Dataset entries:
◆ ◆ ◆ ◆ ◆

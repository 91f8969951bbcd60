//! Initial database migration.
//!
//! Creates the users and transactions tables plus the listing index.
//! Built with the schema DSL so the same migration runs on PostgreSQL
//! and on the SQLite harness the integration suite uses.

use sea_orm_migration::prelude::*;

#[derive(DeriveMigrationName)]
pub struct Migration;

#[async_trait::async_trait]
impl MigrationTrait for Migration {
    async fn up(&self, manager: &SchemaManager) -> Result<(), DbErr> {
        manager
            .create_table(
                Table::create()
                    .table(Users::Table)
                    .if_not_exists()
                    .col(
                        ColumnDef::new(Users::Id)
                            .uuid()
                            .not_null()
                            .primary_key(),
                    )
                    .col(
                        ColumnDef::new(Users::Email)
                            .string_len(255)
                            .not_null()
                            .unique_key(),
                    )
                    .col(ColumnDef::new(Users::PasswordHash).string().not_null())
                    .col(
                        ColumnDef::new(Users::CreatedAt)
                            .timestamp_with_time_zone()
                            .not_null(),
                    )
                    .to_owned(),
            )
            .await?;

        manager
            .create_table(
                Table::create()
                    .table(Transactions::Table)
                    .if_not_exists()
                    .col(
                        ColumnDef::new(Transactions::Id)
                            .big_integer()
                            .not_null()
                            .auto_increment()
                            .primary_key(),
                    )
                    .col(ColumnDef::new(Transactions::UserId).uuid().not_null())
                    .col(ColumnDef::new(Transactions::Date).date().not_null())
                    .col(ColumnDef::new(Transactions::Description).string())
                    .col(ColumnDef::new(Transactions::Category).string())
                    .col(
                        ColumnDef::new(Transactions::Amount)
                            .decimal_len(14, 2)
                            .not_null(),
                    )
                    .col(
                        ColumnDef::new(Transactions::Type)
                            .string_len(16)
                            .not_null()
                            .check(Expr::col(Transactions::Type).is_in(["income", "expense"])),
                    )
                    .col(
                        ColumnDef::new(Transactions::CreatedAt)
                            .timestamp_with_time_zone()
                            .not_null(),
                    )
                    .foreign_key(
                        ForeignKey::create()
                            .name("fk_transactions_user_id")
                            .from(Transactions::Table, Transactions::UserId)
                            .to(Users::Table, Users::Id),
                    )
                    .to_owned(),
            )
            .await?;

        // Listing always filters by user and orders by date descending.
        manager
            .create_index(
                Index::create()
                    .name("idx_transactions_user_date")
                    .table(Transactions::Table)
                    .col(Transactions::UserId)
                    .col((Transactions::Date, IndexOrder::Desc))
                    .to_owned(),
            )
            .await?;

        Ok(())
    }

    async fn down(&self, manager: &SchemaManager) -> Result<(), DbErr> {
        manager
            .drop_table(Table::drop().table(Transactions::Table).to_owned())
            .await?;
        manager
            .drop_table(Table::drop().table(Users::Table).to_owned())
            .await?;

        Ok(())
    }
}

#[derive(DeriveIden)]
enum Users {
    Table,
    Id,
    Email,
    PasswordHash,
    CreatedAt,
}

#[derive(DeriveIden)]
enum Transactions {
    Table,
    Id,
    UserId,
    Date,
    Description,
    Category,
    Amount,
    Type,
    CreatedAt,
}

◆ ◆ ◆ ◆ ◆

A word-for-word repeat of the full data is needed.

repository 91f8969951bbcd60
//! Initial database migration.
//!
//! Creates the users and transactions tables plus the listing index.
//! Built with the schema DSL so the same migration runs on PostgreSQL
//! and on the SQLite harness the integration suite uses.

use sea_orm_migration::prelude::*;

#[derive(DeriveMigrationName)]
pub struct Migration;

#[async_trait::async_trait]
impl MigrationTrait for Migration {
    async fn up(&self, manager: &SchemaManager) -> Result<(), DbErr> {
        manager
            .create_table(
                Table::create()
                    .table(Users::Table)
                    .if_not_exists()
                    .col(
                        ColumnDef::new(Users::Id)
                            .uuid()
                            .not_null()
                            .primary_key(),
                    )
                    .col(
                        ColumnDef::new(Users::Email)
                            .string_len(255)
                            .not_null()
                            .unique_key(),
                    )
                    .col(ColumnDef::new(Users::PasswordHash).string().not_null())
                    .col(
                        ColumnDef::new(Users::CreatedAt)
                            .timestamp_with_time_zone()
                            .not_null(),
                    )
                    .to_owned(),
            )
            .await?;

        manager
            .create_table(
                Table::create()
                    .table(Transactions::Table)
                    .if_not_exists()
                    .col(
                        ColumnDef::new(Transactions::Id)
                            .big_integer()
                            .not_null()
                            .auto_increment()
                            .primary_key(),
                    )
                    .col(ColumnDef::new(Transactions::UserId).uuid().not_null())
                    .col(ColumnDef::new(Transactions::Date).date().not_null())
                    .col(ColumnDef::new(Transactions::Description).string())
                    .col(ColumnDef::new(Transactions::Category).string())
                    .col(
                        ColumnDef::new(Transactions::Amount)
                            .decimal_len(14, 2)
                            .not_null(),
                    )
                    .col(
                        ColumnDef::new(Transactions::Type)
                            .string_len(16)
                            .not_null()
                            .check(Expr::col(Transactions::Type).is_in(["income", "expense"])),
                    )
                    .col(
                        ColumnDef::new(Transactions::CreatedAt)
                            .timestamp_with_time_zone()
                            .not_null(),
                    )
                    .foreign_key(
                        ForeignKey::create()
                            .name("fk_transactions_user_id")
                            .from(Transactions::Table, Transactions::UserId)
                            .to(Users::Table, Users::Id),
                    )
                    .to_owned(),
            )
            .await?;

        // Listing always filters by user and orders by date descending.
        manager
            .create_index(
                Index::create()
                    .name("idx_transactions_user_date")
                    .table(Transactions::Table)
                    .col(Transactions::UserId)
                    .col((Transactions::Date, IndexOrder::Desc))
                    .to_owned(),
            )
            .await?;

        Ok(())
    }

    async fn down(&self, manager: &SchemaManager) -> Result<(), DbErr> {
        manager
            .drop_table(Table::drop().table(Transactions::Table).to_owned())
            .await?;
        manager
            .drop_table(Table::drop().table(Users::Table).to_owned())
            .await?;

        Ok(())
    }
}

#[derive(DeriveIden)]
enum Users {
    Table,
    Id,
    Email,
    PasswordHash,
    CreatedAt,
}

#[derive(DeriveIden)]
enum Transactions {
    Table,
    Id,
    UserId,
    Date,
    Description,
    Category,
    Amount,
    Type,
    CreatedAt,
}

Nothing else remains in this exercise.